Fosse constitucionalista, o professor compreenderia que a liberdade é o maior dos bens e a concessão de Habeas Corpus quando há fundamentos é obrigação do magistrado. E não há uma linha no artigo que indique a ausência de tais fundamentos, apenas expressões vazias como “truque jurídico”, sem atentar que uma prisão desmotivada, sem a observância dos requisitos legais, deve ser afastada de plano, de imediato, sob pena de que se tolere a injustiça estatalmente patrocinada.
Fosse metódico — e isso se espera de qualquer docente — levantaria quantas decisões pela soltura, de ricos e pobres, Gilmar Mendes proferiu, nas mesmas circunstâncias, pelos mesmos fundamentos. Quantas decisões de HC do ministro o pretenso professor leu? Com quais acórdãos as comparou? Houvesse indícios de benefício, de ilegalidade, de tendenciosidade, o professor poderia bradar a seriedade de seus argumentos. Mas, em vez de ler as decisões, compará-las com precedentes, limita-se a citar duas mudanças de posição que ocorreram às claras, de público, nas quais o ministro — como qualquer cidadão — expõe seus motivos e os submete à análise do mundo jurídico. Pode-se criticar seu conteúdo, mas buscar motivos ocultos, insinuar razões espúrias, sem qualquer indicativo fático, esvazia de seriedade a análise de alguém que se diz professor.
Atacar decisões sem lê-las virou um esporte de comentaristas que atacam o juiz que não decide como esperam as arquibancadas. Sempre em busca do aplauso fácil. Animadores de auditório. Compreende-se a vida dura dos jornalistas: sem encontrar constitucionalistas que concordem em fuzilar o Supremo, aceitam a ajuda de qualquer um. Mesmo de quem jamais movimentou um processo na Corte ou não saiba em que condições se dão as decisões monocráticas.

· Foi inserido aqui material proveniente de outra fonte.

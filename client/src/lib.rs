//! # client
//!
//! Leptos + WASM frontend for CDN Explorer, an interactive walkthrough of how
//! a content delivery network cuts latency and shields the origin.
//!
//! `state` holds browser-free widget models driven by a simulated clock,
//! `components` renders them, and `util::timer` bridges the simulated clock
//! to real browser timeouts when hydrated.

pub mod app;
pub mod components;
pub mod state;
pub mod util;

/// Browser entry point called by the generated hydration script.
#[cfg(feature = "hydrate")]
#[wasm_bindgen::prelude::wasm_bindgen]
pub fn hydrate() {
    console_error_panic_hook::set_once();
    if let Err(err) = console_log::init_with_level(log::Level::Info) {
        leptos::logging::warn!("console logger unavailable: {err}");
    }
    leptos::mount::hydrate_body(app::App);
}
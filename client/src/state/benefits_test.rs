use super::*;
use crate::util::geometry::angular_delta_deg;

const SEED: u64 = 7;

fn active(scenario: TrafficScenario) -> TrafficSim {
    let mut sim = TrafficSim::new(SEED);
    sim.set_scenario(scenario);
    sim.advance(SETTLE_MS);
    assert!(sim.active());
    sim
}

fn close(a: Point, b: Point) -> bool {
    (a.x - b.x).abs() < 1e-9 && (a.y - b.y).abs() < 1e-9
}

// =============================================================
// Particle generation
// =============================================================

#[test]
fn generates_sixty_particles_with_bounded_jitter() {
    let particles = generate_particles(SEED);
    assert_eq!(particles.len(), PARTICLE_COUNT);
    for (i, p) in particles.iter().enumerate() {
        assert_eq!(p.id, i);
        assert!((0.0..2.0).contains(&p.delay), "delay {}", p.delay);
        assert!((1.0..2.0).contains(&p.speed), "speed {}", p.speed);
        assert!((p.start_angle - i as f64 * 6.0).abs() < 1e-9);
    }
}

#[test]
fn same_seed_same_layout() {
    assert_eq!(generate_particles(SEED), generate_particles(SEED));
    assert_ne!(generate_particles(SEED), generate_particles(SEED + 1));
}

#[test]
fn particles_survive_scenario_changes() {
    let mut sim = TrafficSim::new(SEED);
    let before = sim.particles().to_vec();
    sim.set_scenario(TrafficScenario::WithCdn);
    sim.advance(SETTLE_MS);
    sim.set_scenario(TrafficScenario::NoCdn);
    assert_eq!(sim.particles(), before.as_slice());
}

#[test]
fn transition_timing_derives_from_attributes() {
    let p = Particle { id: 3, delay: 1.5, speed: 1.2, start_angle: 18.0 };
    assert_eq!(p.transition_ms(), 2_100);
    assert_eq!(p.transition_delay_ms(), 750);
}

// =============================================================
// Activation
// =============================================================

#[test]
fn mount_activates_after_settle() {
    let mut sim = TrafficSim::new(SEED);
    assert_eq!(sim.scenario(), TrafficScenario::NoCdn);
    assert!(!sim.active());
    assert_eq!(sim.user_experience(), "Waiting...");
    sim.advance(SETTLE_MS - 1);
    assert!(!sim.active());
    sim.advance(1);
    assert!(sim.active());
}

#[test]
fn scenario_change_restarts_activation() {
    let mut sim = active(TrafficScenario::NoCdn);
    assert_eq!(sim.set_scenario(TrafficScenario::WithCdn), Transition::Applied);
    assert!(!sim.active());
    assert_eq!(sim.opacity(), 0.0);
    sim.advance(SETTLE_MS);
    assert!(sim.active());
    assert_eq!(sim.opacity(), 1.0);
}

#[test]
fn same_scenario_is_ignored() {
    let mut sim = active(TrafficScenario::NoCdn);
    assert_eq!(sim.set_scenario(TrafficScenario::NoCdn), Transition::Ignored);
    assert!(sim.active());
    assert!(sim.scheduler().is_idle());
}

#[test]
fn rapid_switching_keeps_one_pending_activation() {
    let mut sim = TrafficSim::new(SEED);
    sim.advance(50);
    sim.set_scenario(TrafficScenario::WithCdn);
    sim.advance(50);
    assert!(!sim.active());
    sim.set_scenario(TrafficScenario::NoCdn);
    assert_eq!(sim.scheduler().pending_len(), 1);
    sim.advance(99);
    assert!(!sim.active());
    sim.advance(1);
    assert!(sim.active());
}

// =============================================================
// Targets
// =============================================================

#[test]
fn no_cdn_sends_everything_to_origin() {
    let sim = active(TrafficScenario::NoCdn);
    for p in sim.particles() {
        assert!(close(sim.position(p), STAGE_CENTER), "particle {}", p.id);
    }
    assert!(sim.origin_overloaded());
    assert_eq!(sim.origin_load_percent(), 98);
    assert_eq!(sim.user_experience(), "Timeouts & Errors");
    assert!(!sim.edges_visible());
}

#[test]
fn with_cdn_spreads_to_nearest_edge() {
    let sim = active(TrafficScenario::WithCdn);
    for p in sim.particles() {
        let target = sim.position(p);
        if p.id % 20 == 0 {
            assert!(close(target, STAGE_CENTER), "particle {} should leak", p.id);
            continue;
        }
        let edge = p.nearest_edge_angle();
        assert!(EDGE_ANGLES.contains(&edge), "particle {} snapped to {edge}", p.id);
        let best = EDGE_ANGLES
            .iter()
            .map(|a| angular_delta_deg(*a, p.start_angle))
            .fold(f64::INFINITY, f64::min);
        assert!((angular_delta_deg(edge, p.start_angle) - best).abs() < 1e-9, "particle {}", p.id);
        assert!(close(target, polar_point(STAGE_CENTER, EDGE_RADIUS, edge)));
    }
    assert!(!sim.origin_overloaded());
    assert_eq!(sim.origin_load_percent(), 5);
    assert_eq!(sim.user_experience(), "Fast & Stable");
    assert!(sim.edges_visible());
}

#[test]
fn with_cdn_leaks_three_requests_to_origin() {
    let sim = active(TrafficScenario::WithCdn);
    let leaked: Vec<_> = sim
        .particles()
        .iter()
        .filter(|p| p.reaches_origin(TrafficScenario::WithCdn))
        .map(|p| p.id)
        .collect();
    assert_eq!(leaked, vec![0, 20, 40]);
}

#[test]
fn last_sector_wraps_to_zero_degrees() {
    let p = Particle { id: 59, delay: 0.0, speed: 1.0, start_angle: 354.0 };
    assert_eq!(p.nearest_edge_angle(), 0.0);
}

#[test]
fn inactive_particles_sit_on_perimeter() {
    let sim = TrafficSim::new(SEED);
    let p = sim.particles()[15];
    assert!(close(sim.position(&p), Point::new(50.0, 98.0)));
}

#[test]
fn five_edge_positions() {
    assert_eq!(edge_positions().count(), 5);
    assert_eq!(TrafficScenario::WithCdn.label(), "With CDN");
}
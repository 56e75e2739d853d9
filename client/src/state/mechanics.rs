//! "How It Works" tab: a packet relayed through an edge cache.
//!
//! DESIGN
//! ======
//! A run is a `RelayScript`: an ordered list of hops, each held for a fixed
//! time before the next one is armed. A miss visits the origin and fills the
//! cache on the way back; a hit turns around at the edge. The reported round
//! trip is a fixed teaching number, not a measurement of the hop times.

#[cfg(test)]
#[path = "mechanics_test.rs"]
mod mechanics_test;

use crate::state::Transition;
use crate::util::scheduler::{Scheduler, Sequencer};

/// Where the packet is. `Idle` means no run is in flight.
#[derive(Clone, Copy, Debug, Default, PartialEq, Eq)]
pub enum PacketStep {
    #[default]
    Idle,
    UserToEdge,
    EdgeToOrigin,
    OriginToEdge,
    EdgeToUser,
}

impl PacketStep {
    /// Numeric step as shown in the diagram legend (0 = idle).
    #[must_use]
    pub fn index(self) -> u8 {
        match self {
            PacketStep::Idle => 0,
            PacketStep::UserToEdge => 1,
            PacketStep::EdgeToOrigin => 2,
            PacketStep::OriginToEdge => 3,
            PacketStep::EdgeToUser => 4,
        }
    }
}

#[derive(Clone, Copy, Debug, Default, PartialEq, Eq)]
pub enum CacheStatus {
    #[default]
    Idle,
    Miss,
    Hit,
}

#[derive(Clone, Copy, Debug, PartialEq, Eq)]
pub struct Hop {
    pub step: PacketStep,
    pub hold_ms: u64,
    /// Entering this hop stores the object at the edge.
    pub fills_cache: bool,
}

#[derive(Clone, Copy, Debug, PartialEq, Eq)]
pub struct RelayScript {
    pub status: CacheStatus,
    pub hops: &'static [Hop],
    pub round_trip_ms: u64,
}

pub const MISS_SCRIPT: RelayScript = RelayScript {
    status: CacheStatus::Miss,
    hops: &[
        Hop { step: PacketStep::UserToEdge, hold_ms: 1_000, fills_cache: false },
        Hop { step: PacketStep::EdgeToOrigin, hold_ms: 1_500, fills_cache: false },
        Hop { step: PacketStep::OriginToEdge, hold_ms: 1_500, fills_cache: false },
        Hop { step: PacketStep::EdgeToUser, hold_ms: 1_000, fills_cache: true },
    ],
    round_trip_ms: 250,
};

pub const HIT_SCRIPT: RelayScript = RelayScript {
    status: CacheStatus::Hit,
    hops: &[
        Hop { step: PacketStep::UserToEdge, hold_ms: 500, fills_cache: false },
        Hop { step: PacketStep::EdgeToUser, hold_ms: 500, fills_cache: false },
    ],
    round_trip_ms: 20,
};

/// Round trips below this were served from the edge.
pub const CACHE_SERVED_THRESHOLD_MS: u64 = 100;

#[derive(Debug, Clone, PartialEq, Eq, thiserror::Error)]
pub enum RelayError {
    #[error("Populate the cache with a 'Miss' request first!")]
    CacheEmpty,
}

/// Badge floated over the edge server while a packet is in flight.
#[derive(Clone, Copy, Debug, PartialEq, Eq)]
pub enum CacheBadge {
    Miss,
    Hit,
}

impl CacheBadge {
    #[must_use]
    pub fn label(self) -> &'static str {
        match self {
            CacheBadge::Miss => "MISS",
            CacheBadge::Hit => "HIT",
        }
    }
}

/// Fired when the current hop's hold time is over.
#[derive(Clone, Copy, Debug, PartialEq, Eq)]
pub struct HopElapsed;

#[derive(Clone, Debug, Default)]
pub struct RelaySimulation {
    cache_status: CacheStatus,
    packet_step: PacketStep,
    is_cached: bool,
    last_round_trip_ms: Option<u64>,
    run: Option<(RelayScript, usize)>,
    scheduler: Scheduler<HopElapsed>,
}

impl RelaySimulation {
    #[must_use]
    pub fn new() -> Self {
        Self::default()
    }

    #[must_use]
    pub fn cache_status(&self) -> CacheStatus {
        self.cache_status
    }

    #[must_use]
    pub fn packet_step(&self) -> PacketStep {
        self.packet_step
    }

    #[must_use]
    pub fn is_cached(&self) -> bool {
        self.is_cached
    }

    #[must_use]
    pub fn last_round_trip_ms(&self) -> Option<u64> {
        self.last_round_trip_ms
    }

    #[must_use]
    pub fn is_busy(&self) -> bool {
        self.packet_step != PacketStep::Idle
    }

    /// First request: travels to the origin and fills the edge cache.
    pub fn request_miss(&mut self) -> Transition {
        if self.is_busy() {
            return Transition::Ignored;
        }
        self.is_cached = false;
        self.begin(MISS_SCRIPT)
    }

    /// Repeat request: served by the edge. Refused until a miss has filled it.
    pub fn request_hit(&mut self) -> Result<Transition, RelayError> {
        if self.is_busy() {
            return Ok(Transition::Ignored);
        }
        if !self.is_cached {
            leptos::logging::warn!("cache hit requested before the edge holds a copy");
            return Err(RelayError::CacheEmpty);
        }
        Ok(self.begin(HIT_SCRIPT))
    }

    fn begin(&mut self, script: RelayScript) -> Transition {
        self.cache_status = script.status;
        self.last_round_trip_ms = None;
        self.enter(script, 0);
        Transition::Applied
    }

    fn enter(&mut self, script: RelayScript, index: usize) {
        let Some(hop) = script.hops.get(index) else {
            self.packet_step = PacketStep::Idle;
            self.last_round_trip_ms = Some(script.round_trip_ms);
            self.run = None;
            return;
        };
        self.packet_step = hop.step;
        if hop.fills_cache {
            self.is_cached = true;
        }
        self.run = Some((script, index));
        self.scheduler.schedule(hop.hold_ms, HopElapsed);
    }

    /// How long the packet spends on the current hop; drives the CSS animation.
    #[must_use]
    pub fn current_hold_ms(&self) -> Option<u64> {
        let (script, index) = self.run?;
        script.hops.get(index).map(|hop| hop.hold_ms)
    }

    #[must_use]
    pub fn badge(&self) -> Option<CacheBadge> {
        if !self.is_busy() {
            return None;
        }
        if self.cache_status == CacheStatus::Miss && !self.is_cached {
            Some(CacheBadge::Miss)
        } else {
            Some(CacheBadge::Hit)
        }
    }

    /// Edge node pulses while the packet is on the user side of the diagram.
    #[must_use]
    pub fn edge_active(&self) -> bool {
        matches!(self.packet_step, PacketStep::UserToEdge | PacketStep::EdgeToUser)
    }

    /// Origin node pulses while the edge is fetching from it.
    #[must_use]
    pub fn origin_active(&self) -> bool {
        matches!(self.packet_step, PacketStep::EdgeToOrigin | PacketStep::OriginToEdge)
    }

    /// "Total Time" caption, shown once a run has finished.
    #[must_use]
    pub fn result_caption(&self) -> Option<&'static str> {
        if self.is_busy() {
            return None;
        }
        self.last_round_trip_ms.map(|ms| {
            if ms < CACHE_SERVED_THRESHOLD_MS {
                "(Served from Cache)"
            } else {
                "(Fetched from Origin)"
            }
        })
    }
}

impl Sequencer for RelaySimulation {
    type Event = HopElapsed;

    fn scheduler(&self) -> &Scheduler<HopElapsed> {
        &self.scheduler
    }

    fn scheduler_mut(&mut self) -> &mut Scheduler<HopElapsed> {
        &mut self.scheduler
    }

    fn on_event(&mut self, _event: HopElapsed) {
        if let Some((script, index)) = self.run {
            self.enter(script, index + 1);
        }
    }
}
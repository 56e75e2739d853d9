//! Percent-space stage geometry and angle math shared by the tab diagrams.

#[cfg(test)]
#[path = "geometry_test.rs"]
mod geometry_test;

/// A point on a diagram stage, in percent of the stage width/height.
#[derive(Clone, Copy, Debug, PartialEq)]
pub struct Point {
    pub x: f64,
    pub y: f64,
}

impl Point {
    #[must_use]
    pub const fn new(x: f64, y: f64) -> Self {
        Self { x, y }
    }

    /// CSS `left`/`top` declarations placing an element at this point.
    #[must_use]
    pub fn css_position(self) -> String {
        format!("left: {:.2}%; top: {:.2}%;", self.x, self.y)
    }
}

/// Middle of every stage.
pub const STAGE_CENTER: Point = Point::new(50.0, 50.0);

pub fn normalize_degrees_360(deg: f64) -> f64 {
    deg.rem_euclid(360.0)
}

/// Shortest unsigned distance between two headings, in `[0, 180]`.
pub fn angular_delta_deg(a: f64, b: f64) -> f64 {
    let delta = (a - b).abs().rem_euclid(360.0);
    delta.min(360.0 - delta)
}

/// Point at `radius` percent from `center` along `angle_deg` (0° = east,
/// clockwise because screen y grows downward).
pub fn polar_point(center: Point, radius: f64, angle_deg: f64) -> Point {
    let rad = angle_deg.to_radians();
    Point::new(center.x + rad.cos() * radius, center.y + rad.sin() * radius)
}

/// Round `angle_deg` to the nearest multiple of `step_deg`, wrapped into `[0, 360)`.
pub fn snap_angle(angle_deg: f64, step_deg: f64) -> f64 {
    if step_deg <= 0.0 || !step_deg.is_finite() {
        return normalize_degrees_360(angle_deg);
    }
    normalize_degrees_360((angle_deg / step_deg).round() * step_deg)
}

Fosse culto, o professor não citaria o livro do ministro Victor Nunes Leal sem compreender que sua principal crítica não é à figura do coronel, mas a um sistema subserviente, que se curva aos anseios do status quo para evitar sua própria decadência. Em um contexto de crise institucional em que, infelizmente, inúmeros agentes públicos – e professores — se curvam a um autoritarismo latente, que busca em interpretações sinuosas das leis uma forma de burlar seus mandamentos, aquele que ousa decidir em contrário não faz o papel de coronel, mas figura como personagem imprescindível a barrar os avanços autoritários.
Victor Nunes Leal foi um bom juiz. Como Gilmar, foi advogado-geral da União, no governo Juscelino Kubitschek. Assim como o ministro contra quem Conrado se insurge, Leal preocupou-se com a racionalização dos trabalhos no Supremo. E dedicou-se à produção de súmulas para propiciar a uniformização de decisões. Mas a isso só prestará atenção quem acompanhar o STF da vida real. Não quem chega a conclusões levianas a partir de notícias de jornal.
Na bolsa de valores morais, faz cada vez mais sucesso dizer o que as massas querem ouvir. No campeonato nacional da demagogia, defender a prisão de quem apenas é réu dá o maior ibope. Difícil mesmo — como foi na década de 1930 na Alemanha ou na década de 1960 no Brasil — é sustentar que a cruzada moralista contra o que se entende por corrupção não autoriza tudo. Como perguntava o saudoso Arnaldo Malheiros Filho: se para fazer o bem rasga-se a Constituição, onde se chegará para fazer o mal?
Márcio Chaer é diretor da revista Consultor Jurídico e assessor de imprensa.